16 pointsposted 8 hours ago
by huntaub

Item id: 45264956

2 Comments

huntaub

8 hours ago

Some quick questions that came up in the last post, that I wanted to go ahead and address:

How are you different than existing products like S3 Mountpoint, S3FS, ZeroFS, ObjectiveFS, JuiceFS, and cunoFS?

Archil is designed to be a general-purpose storage system to replace networked block storage like EBS or Hyperdisk with something that scales infinitely, can be shared across multiple instances, and synchronizes to S3. Existing adapters that turn S3 into a file system are either not POSIX-compliant (such as Mountpoint for S3, S3FS, or GoofyFS), do not write data to the S3 bucket in its native format (such as JuiceFS, ObjectiveFS – preventing use of that data directly from S3), or are not designed for a fully-managed one-click set up (such as cunoFS). We have massive respect for folks who build these tools, and we’re excited that the data market is large enough for all of us to see success by picking different tradeoffs.

What regions can I launch an Archil disk in?

We’re live in 3 regions in AWS (us-east-1, us-west-2, and eu-west-1) and 1 region in GCP (us-central1). Today, we’re also able to deploy directly into on-premises environments and smaller GPU clouds. Reach out if you’re interested in an on-premises deployment (hleath [at] archil.com).
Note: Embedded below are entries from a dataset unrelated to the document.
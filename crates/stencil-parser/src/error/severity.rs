//! Severity levels for diagnostics.
//!
//! This module defines the severity of diagnostic messages,
//! distinguishing between errors and advisory warnings.

use std::fmt;

use serde::{Serialize, Serializer};

/// The severity level of a diagnostic.
///
/// - [`Severity::Error`] marks input that had to be dropped or is inconsistent
/// - [`Severity::Warning`] marks input that was accepted with a fallback
#[derive(Debug, Clone, Copy, PartialEq, Eq, Hash)]
pub enum Severity {
    /// The offending element was skipped or the document is inconsistent.
    Error,

    /// The element was kept, with a default substituted for the bad value.
    Warning,
}

impl Severity {
    /// Returns `true` if this is an error severity.
    pub fn is_error(&self) -> bool {
        matches!(self, Severity::Error)
    }

    /// Returns `true` if this is a warning severity.
    pub fn is_warning(&self) -> bool {
        matches!(self, Severity::Warning)
    }
}

impl fmt::Display for Severity {
    fn fmt(&self, f: &mut fmt::Formatter<'_>) -> fmt::Result {
        match self {
            Severity::Error => write!(f, "error"),
            Severity::Warning => write!(f, "warning"),
        }
    }
}

impl Serialize for Severity {
    fn serialize<S: Serializer>(&self, serializer: S) -> Result<S::Ok, S::Error> {
        serializer.collect_str(self)
    }
}
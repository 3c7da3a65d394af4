//! Error codes for the Stencil diagnostic system.
//!
//! Error codes are organized by phase:
//! - `E0xx` - Document errors
//! - `E1xx` - Element errors
//! - `I0xx` - Integrity findings
//! - `P0xx` - Pattern findings

use std::fmt;

use serde::{Serialize, Serializer};

/// Error codes for categorizing diagnostics.
#[derive(Debug, Clone, Copy, PartialEq, Eq, Hash)]
pub enum ErrorCode {
    // =========================================================================
    // Document Errors (E0xx)
    // =========================================================================
    /// Invalid JSON.
    ///
    /// The structure file could not be decoded as JSON at all.
    E001,

    /// Invalid document root.
    ///
    /// The root is not an object, or it carries neither `layers` nor
    /// `elements`.
    E002,

    /// Missing artboard size.
    ///
    /// The document declares no usable width and height. The size is taken
    /// from the extent of the elements instead.
    E003,

    // =========================================================================
    // Element Errors (E1xx)
    // =========================================================================
    /// Element is not an object.
    E100,

    /// Missing element type.
    ///
    /// The element and its subtree are skipped.
    E101,

    /// Unknown element type.
    ///
    /// The element is kept with kind `other`.
    E102,

    /// Missing geometry.
    ///
    /// None of `bounds`, `geometricBounds` or `position`/`size` is usable.
    /// The element is kept with empty bounds.
    E103,

    /// Unknown explicit tag.
    ///
    /// The element name carries a `$` or `var:` prefix that does not name
    /// a known type key. The tag is ignored.
    E104,

    /// Parent mismatch.
    ///
    /// A nested element declares a `parentId` other than its container.
    /// Nesting decides the structural path; the declared `parentId` is kept.
    E105,

    /// Unresolvable parent.
    ///
    /// A flat element points at a parent that does not exist or that would
    /// form a cycle. The element is placed at the root of its layer.
    E106,

    // =========================================================================
    // Integrity Findings (I0xx)
    // =========================================================================
    /// Duplicate element id.
    I001,

    /// Missing parent.
    ///
    /// An element's `parentId` names no element in the document.
    I002,

    /// Element out of bounds.
    ///
    /// The element lies entirely outside the artboard and its margin.
    I003,

    // =========================================================================
    // Pattern Findings (P0xx)
    // =========================================================================
    /// Repeated singleton pattern.
    ///
    /// A pattern that is not marked repeatable matched more than once. The
    /// matches receive indexed names.
    P001,
}

impl ErrorCode {
    /// Returns the code as a string (e.g., "E001").
    pub fn as_str(&self) -> &'static str {
        match self {
            ErrorCode::E001 => "E001",
            ErrorCode::E002 => "E002",
            ErrorCode::E003 => "E003",
            ErrorCode::E100 => "E100",
            ErrorCode::E101 => "E101",
            ErrorCode::E102 => "E102",
            ErrorCode::E103 => "E103",
            ErrorCode::E104 => "E104",
            ErrorCode::E105 => "E105",
            ErrorCode::E106 => "E106",
            ErrorCode::I001 => "I001",
            ErrorCode::I002 => "I002",
            ErrorCode::I003 => "I003",
            ErrorCode::P001 => "P001",
        }
    }

    /// Returns a short description of what this code means.
    pub fn description(&self) -> &'static str {
        match self {
            ErrorCode::E001 => "invalid JSON",
            ErrorCode::E002 => "invalid document root",
            ErrorCode::E003 => "missing artboard size",
            ErrorCode::E100 => "element is not an object",
            ErrorCode::E101 => "missing element type",
            ErrorCode::E102 => "unknown element type",
            ErrorCode::E103 => "missing geometry",
            ErrorCode::E104 => "unknown explicit tag",
            ErrorCode::E105 => "parent mismatch",
            ErrorCode::E106 => "unresolvable parent",
            ErrorCode::I001 => "duplicate element id",
            ErrorCode::I002 => "missing parent",
            ErrorCode::I003 => "element out of bounds",
            ErrorCode::P001 => "repeated singleton pattern",
        }
    }
}

impl fmt::Display for ErrorCode {
    fn fmt(&self, f: &mut fmt::Formatter<'_>) -> fmt::Result {
        write!(f, "{}", self.as_str())
    }
}

impl Serialize for ErrorCode {
    fn serialize<S: Serializer>(&self, serializer: S) -> Result<S::Ok, S::Error> {
        serializer.serialize_str(self.as_str())
    }
}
Can I mount Archil from a Kubernetes cluster?

Yes! We have a CSI driver that you can use to get ReadWriteOnce and ReadWriteMany volumes into your Kubernetes cluster.

What performance benchmarks can you share?

We generally don’t publish specific performance benchmarks, since they are easy to over-index on and often don’t reflect how real-world applications run on a storage system. In general, Archil disks provide ~1ms latency for hot data and can, by default, scale up to 10 GiB/s and tens of thousands of IOPS. Contact me at hleath [at] archil.com, if you have needs that exceed these numbers.

What happens if your caching layer goes down before a write is synchronized to S3?

Our caching layer is, itself, highly-durable (~5 9s). This means that once a write is accepted into our layer, there are no individual components (such as an instance or an AZ) failure which would cause us to lose data.

What are you planning next for Archil?

By moving away from NFS and using our new, custom protocol, we have a great foundation for the performance work that we’re looking to accomplish in the next 6 months. In the short-term, we plan to launch: one-click Lustre-like scale-out performance (run hundreds of GiB/s of throughput and millions of IOPS without provisioning), the ability to synchronize data from non-object storage sources (such as HuggingFace), and the ability to use multiple data sources on a single disk.

How can I learn more about how the new protocol works?

We’re planning on publishing a bunch more on the protocol in the coming weeks, stay tuned!

ahstilde

7 hours ago

So you were heads-down building for a year!